Abstract
A decentralized surveillance system to identify local outbreaks and monitor SARS-CoV-2 Variants of Concern is one of the primary strategies for the pandemic's containment. Although next-generation sequencing (NGS) is a gold standard for genomic surveillance and variant discovery, the technology is still cost-prohibitive for decentralized sequencing, particularly in small independent labs with limited resources. We have optimized the Illumina COVIDSeq™ protocol for the Illumina MiniSeq instrument to reduce cost without compromising accuracy. We slashed the library preparation cost by half by using 50% of recommended reagents at each step and normalizing the libraries before pooling to achieve uniform coverage. Reagent-only cost (∼$43.27/sample) for SARS-CoV-2 variant analysis with this normalized input protocol on MiniSeq instruments is comparable to what is achieved on high throughput instruments such as NextSeq and NovaSeq. Using this modified protocol, we tested 153 clinical samples, and 90% of genomic coverage was achieved for 142/153 samples analyzed in this study. The lineage was correctly assigned to all samples (152/153) except for one. This modified protocol can help laboratories with constrained resources to contribute in decentralized COVID-19 surveillance in the post-vaccination era.

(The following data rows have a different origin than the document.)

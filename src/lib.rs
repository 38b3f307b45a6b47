//! Cluster-wide container image vulnerability scanner library. Watches
//! running containers, drives SBOM generation and vulnerability matching
//! through a bounded work queue, and keeps findings fresh against a local
//! vulnerability database on a fixed schedule.

pub mod config;
pub mod controller;
pub mod domain;
pub mod error;
pub mod metrics;
pub mod queue;
pub mod registry;
pub mod sbom;
pub mod scheduler;
pub mod store;
pub mod vulndb;
pub mod watcher;
pub mod worker;

#[cfg(feature = "api")]
pub mod api;

pub use config::Config;
pub use controller::Controller;
pub use error::{Error, Result};
impl SqliteStore {
    pub async fn connect(path: &Path) -> Result<Self> {
        let options = SqliteConnectOptions::from_str(&format!("sqlite://{}", path.display()))
            .map_err(|e| Error::Fatal(format!("invalid store path {}: {e}", path.display())))?
            .create_if_missing(true);
        let pool = SqlitePoolOptions::new()
            .max_connections(8)
            .connect_with(options)
            .await
            .map_err(|e| Error::Fatal(format!("failed to open persistent store: {e}")))?;
        let store = SqliteStore { pool };
        store.migrate().await?;
        Ok(store)
    }

    async fn migrate(&self) -> Result<()> {
        sqlx::query(
            r#"
            CREATE TABLE IF NOT EXISTS containers (
                namespace TEXT NOT NULL,
                pod TEXT NOT NULL,
                container_name TEXT NOT NULL,
                reference TEXT NOT NULL,
                digest TEXT NOT NULL,
                node_name TEXT NOT NULL,
                runtime TEXT NOT NULL,
                first_seen TEXT NOT NULL,
                last_seen TEXT NOT NULL,
                PRIMARY KEY (namespace, pod, container_name)
            );

            CREATE TABLE IF NOT EXISTS image_records (
                digest TEXT PRIMARY KEY,
                reference TEXT NOT NULL,
                status_json TEXT NOT NULL,
                sbom BLOB,
                sbom_produced_at TEXT,
                vulnerabilities BLOB,
                vulnerabilities_produced_at TEXT,
                grype_db_built_at TEXT,
                os_name TEXT,
                os_version TEXT,
                created_at TEXT NOT NULL,
                updated_at TEXT NOT NULL
            );

            CREATE TABLE IF NOT EXISTS packages (
                digest TEXT NOT NULL,
                name TEXT NOT NULL,
                version TEXT NOT NULL,
                package_type TEXT NOT NULL,
                purl TEXT,
                PRIMARY KEY (digest, name, version, package_type)
            );

            CREATE TABLE IF NOT EXISTS vulnerabilities (
                digest TEXT NOT NULL,
                cve_id TEXT NOT NULL,
                severity TEXT NOT NULL,
                fix_status TEXT NOT NULL,
                fixed_version TEXT,
                package_name TEXT NOT NULL,
                package_version TEXT NOT NULL,
                known_exploited INTEGER NOT NULL,
                risk_score REAL NOT NULL,
                count INTEGER NOT NULL,
                PRIMARY KEY (digest, cve_id, package_name, package_version)
            );

            CREATE TABLE IF NOT EXISTS kv (
                key TEXT PRIMARY KEY,
                value BLOB NOT NULL
            );
            "#,
        )
        .execute(&self.pool)
        .await?;
        Ok(())
    }

    fn row_to_image_record(row: &sqlx::sqlite::SqliteRow) -> Result<ImageRecord> {
        let digest_str: String = row.try_get("digest")?;
        let digest = Digest::parse(&digest_str)?;
        let status_json: String = row.try_get("status_json")?;
        let status: ImageStatus = serde_json::from_str(&status_json)
            .map_err(|e| Error::Invariant(format!("corrupt status for {digest_str}: {e}")))?;
        Ok(ImageRecord {
            digest,
            reference: row.try_get("reference")?,
            status,
            sbom: row.try_get("sbom")?,
            sbom_produced_at: row.try_get("sbom_produced_at")?,
            vulnerabilities: row.try_get("vulnerabilities")?,
            vulnerabilities_produced_at: row.try_get("vulnerabilities_produced_at")?,
            grype_db_built_at: row.try_get("grype_db_built_at")?,
            os_name: row.try_get("os_name")?,
            os_version: row.try_get("os_version")?,
            created_at: row.try_get("created_at")?,
            updated_at: row.try_get("updated_at")?,
        })
    }
}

Keywords: Illumina COVID-seq, SARS-CoV-2 variants, Next generation sequencing (NGS), Genomic surveillance, Transmission dynamics, Cost-effective approach
1. Introduction
The severe acute respiratory syndrome coronavirus (SARS-CoV-2) pandemic has claimed millions of lives globally, accentuating the need for systemic decentralized scientific breadths. Although currently, there is a downward progression of global COVID-19 cases [1], community-level surveillance by decentralized genomic sequencing is paramount for monitoring the transmission dynamics of the pandemic. Keeping SARS-CoV-2 in the foreground, new lineages will likely emerge, and monitoring the evolving variants is epidemiologically critical [2,3]. New SARS-CoV-2 variants may also have different clinical manifestations and vaccine efficacy. Thus, determining the infecting variant may also be used for clinical decision-making for an individual patient. While next-generation sequencing (NGS) has arisen as the gold standard technology for genomic surveillance and variant discovery [4], the technology remains cost prohibitive for decentralized sequencing, particularly in small independent and resource-limited laboratories [5]. Illumina COVIDSeq™ is one of the most adopted methods for COVID-19 surveillance. However, the application has been limited to centralized surveillance programs because of high initial capital investment and reoccurring maintenance costs. Still, high throughput instruments and protocols often mandate sequencing a large batch of samples to attain efficiency and presumed low cost. Accordingly, this study describes the optimization of the Illumina COVIDSeq™ Research Use Only (RUO) assay protocol for the decentralized implementation of SARS-CoV-2 genomic surveillance.
2. Material and methods
As part of a Centers for Disease Control and Prevention (CDC) sponsored COVID surveillance program, 95 clinical samples from Advanta Genetics were sent to Fulgent Genetics for sequencing. These samples were sequenced at an average depth of 20,071.41x using Illumina COVIDSeq assay on NovaSeq 6000 instrument (Cost ∼ 1 million USD), which requires pooling of 1000s of samples for efficient use of sequencing reagents and achieves the lowest sequencing cost (∼$30/sample). The standard COVIDSeq™ protocol does not require the normalization of libraries; thus, the sequencing depth among 95 samples ranges from 268x to 77,387x (Supplementary Table). This over-sequencing approach is acceptable in high throughput laboratories, where samples are sequenced at higher depths to achieve sufficient coverage for each sample. However, using low throughput instruments, the standard protocol is cost-prohibitive for decentralized sequencing facilities.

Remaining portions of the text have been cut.